In the experiments with recombinant CXCL12, 1 × 10⁵ cells of parental HEK293T or UE7T-9 cells were seeded in a 24-well plate. After 48 h of incubation, 1 × 10⁵ cells of U937 were added to 1000 μl of fresh RPMI medium with or without recombinant Human/Rhesus Macaque/Feline CXCL12/SDF-1 alpha (1000, 10,000, 100,000 pg/μL, R&D Systems). U937 mono-culture groups with recombinant CXCL12 were also conducted in the experiment. After 48 h of co-culture or mono-culture, cells were exposed to 5 μM of cytarabine for 48 h. After 48 h of cytarabine exposure, all the cells in each well were collected, fixed with 4% paraformaldehyde, and permeabilized with 90% methanol following the manufacturer’s protocol.
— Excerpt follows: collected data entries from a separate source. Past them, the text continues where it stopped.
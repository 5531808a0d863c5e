use assert_cmd::cargo::cargo_bin_cmd;
use predicates::prelude::*;
use std::io::Write;
use tempfile::NamedTempFile;

fn temp_file(suffix: &str, contents: &str) -> NamedTempFile {
    let mut file = tempfile::Builder::new().suffix(suffix).tempfile().unwrap();
    file.write_all(contents.as_bytes()).unwrap();
    file
}

const EXTRA_MODE: &str = r#"
name: todo
caption: TODO list
states:
  start:
    - token: keyword
      regex: '^\s*(?:TODO|DONE)\b'
"#;

#[test]
fn list_modes_shows_builtins() {
    let mut cmd = cargo_bin_cmd!("modelex");
    cmd.arg("list-modes");

    let output_pred = predicate::str::contains("ini")
        .and(predicate::str::contains("INI"))
        .and(predicate::str::contains("section folding"))
        .and(predicate::str::contains("vhdl"));

    cmd.assert().success().stdout(output_pred);
}

#[test]
fn list_modes_as_json() {
    let mut cmd = cargo_bin_cmd!("modelex");
    cmd.arg("list-modes").arg("--format").arg("json");

    let output = cmd.assert().success().get_output().stdout.clone();
    let modes: serde_json::Value = serde_json::from_slice(&output).unwrap();
    let names: Vec<&str> = modes
        .as_array()
        .unwrap()
        .iter()
        .map(|m| m["name"].as_str().unwrap())
        .collect();
    assert_eq!(names, vec!["eiffel", "gcode", "gitignore", "ini", "lucene", "vhdl"]);
    assert_eq!(modes[3]["folding"], "section");
}

#[test]
fn tokenize_ini_as_json() {
    let input = temp_file(".ini", "[section]\nkey=\"open\nclosed\"\n");
    let mut cmd = cargo_bin_cmd!("modelex");
    cmd.arg("tokenize")
        .arg(input.path())
        .arg("--mode")
        .arg("ini")
        .arg("--format")
        .arg("json")
        .arg("--merge");

    let output = cmd.assert().success().get_output().stdout.clone();
    let lines: serde_json::Value = serde_json::from_slice(&output).unwrap();
    assert_eq!(lines.as_array().unwrap().len(), 3);

    let first = &lines[0];
    assert_eq!(first["tokens"].as_array().unwrap().len(), 3);
    assert_eq!(first["tokens"][1]["kind"], "constant.section.group-title.ini");
    assert_eq!(first["tokens"][1]["text"], "section");
    assert_eq!(first["tokens"][1]["span"]["start"], 1);
    assert_eq!(first["end_state"], serde_json::json!(["start"]));

    assert_eq!(lines[1]["end_state"], serde_json::json!(["start", "double_quoted"]));
    assert_eq!(lines[2]["tokens"][0]["kind"], "string.quoted.double.ini");
    assert_eq!(lines[2]["tokens"][0]["text"], "closed");
    assert_eq!(lines[2]["end_state"], serde_json::json!(["start"]));
}

#[test]
fn tokenize_reads_stdin() {
    let mut cmd = cargo_bin_cmd!("modelex");
    cmd.arg("tokenize")
        .arg("-")
        .arg("--mode")
        .arg("gitignore")
        .write_stdin("# comment\n!keep\n");

    let output_pred = predicate::str::contains("comment")
        .and(predicate::str::contains("\"# comment\""))
        .and(predicate::str::contains("\"!keep\""));

    cmd.assert().success().stdout(output_pred);
}

#[test]
fn tokenize_unknown_mode_fails() {
    let input = temp_file(".txt", "x\n");
    let mut cmd = cargo_bin_cmd!("modelex");
    cmd.arg("tokenize").arg(input.path()).arg("--mode").arg("cobol");

    cmd.assert()
        .failure()
        .stderr(predicate::str::contains("mode 'cobol' not found").and(predicate::str::contains("gitignore")));
}

#[test]
fn fold_prints_section_ranges() {
    let input = temp_file(".ini", "[a]\nx=1\n[a.b]\ny=2\n[c]\nz=3\n");
    let mut cmd = cargo_bin_cmd!("modelex");
    cmd.arg("fold").arg(input.path()).arg("--mode").arg("ini");

    let output_pred = predicate::str::contains("0:3-3:3  [a]")
        .and(predicate::str::contains("2:5-3:3  [a.b]"))
        .and(predicate::str::contains("4:3-5:3  [c]"));

    cmd.assert().success().stdout(output_pred);
}

#[test]
fn fold_single_row_as_json() {
    let input = temp_file(".ini", "[a]\nx=1\n[a.b]\ny=2\n[c]\n");
    let mut cmd = cargo_bin_cmd!("modelex");
    cmd.arg("fold")
        .arg(input.path())
        .arg("--mode")
        .arg("ini")
        .arg("--row")
        .arg("0")
        .arg("--format")
        .arg("json");

    let output = cmd.assert().success().get_output().stdout.clone();
    let ranges: serde_json::Value = serde_json::from_slice(&output).unwrap();
    assert_eq!(
        ranges,
        serde_json::json!([{"start_row": 0, "start_column": 3, "end_row": 3, "end_column": 3}])
    );
}

#[test]
fn fold_without_fold_mode_fails() {
    let input = temp_file(".v", "x\n");
    let mut cmd = cargo_bin_cmd!("modelex");
    cmd.arg("fold").arg(input.path()).arg("--mode").arg("vhdl");

    cmd.assert()
        .failure()
        .stderr(predicate::str::contains("mode 'vhdl' has no fold mode"));
}

#[test]
fn check_reports_valid_and_broken_files() {
    let good = temp_file(".yaml", EXTRA_MODE);
    let broken = temp_file(
        ".yaml",
        "name: broken\nstates:\n  start:\n    - token: a\n      regex: '(unclosed'\n",
    );
    let mut cmd = cargo_bin_cmd!("modelex");
    cmd.arg("check").arg(good.path()).arg(broken.path());

    cmd.assert()
        .failure()
        .stdout(predicate::str::contains("mode 'todo', 1 states, 1 rules"))
        .stderr(predicate::str::contains("invalid pattern `(unclosed`"));
}

#[test]
fn check_warns_about_empty_matches() {
    let file = temp_file(
        ".yaml",
        "name: lax\nstates:\n  start:\n    - token: a\n      regex: 'a*'\n",
    );
    let mut cmd = cargo_bin_cmd!("modelex");
    cmd.arg("check").arg(file.path());

    cmd.assert()
        .success()
        .stdout(predicate::str::contains("`a*` matches the empty string"));
}

#[test]
fn mode_file_registers_extra_mode() {
    let mode = temp_file(".yaml", EXTRA_MODE);
    let mut cmd = cargo_bin_cmd!("modelex");
    cmd.arg("--mode-file").arg(mode.path()).arg("list-modes");

    cmd.assert()
        .success()
        .stdout(predicate::str::contains("todo").and(predicate::str::contains("TODO list")));
}

#[test]
fn config_file_sets_output_format() {
    let config = temp_file(".toml", "[output]\nformat = \"json\"\n");
    let mut cmd = cargo_bin_cmd!("modelex");
    cmd.arg("--config").arg(config.path()).arg("list-modes");

    cmd.assert()
        .success()
        .stdout(predicate::str::starts_with("["));
}

#[test]
fn local_config_file_is_picked_up() {
    let dir = tempfile::tempdir().unwrap();
    std::fs::write(dir.path().join("modelex.toml"), "[output]\nformat = \"json\"\n").unwrap();
    let mut cmd = cargo_bin_cmd!("modelex");
    cmd.current_dir(dir.path()).arg("list-modes");

    cmd.assert()
        .success()
        .stdout(predicate::str::starts_with("["));
}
All collected cells were incubated for 1 h with anti-cleaved caspase-3 primary antibodies (1:6400) at room temperature, washed twice with PBS, and incubated with anti-rabbit IgG (H + L), F(ab’)2 Fragment (PE conjugate) for 30 min at room temperature and protected from light. Then, they were washed twice with PBS. The percentages of cleaved caspase-3-positive cells were evaluated using the BD FACSCanto II. The cells were gated based on PE-A and SSC-A channels as populations that exhibited negligible signals in the unstained negative controls.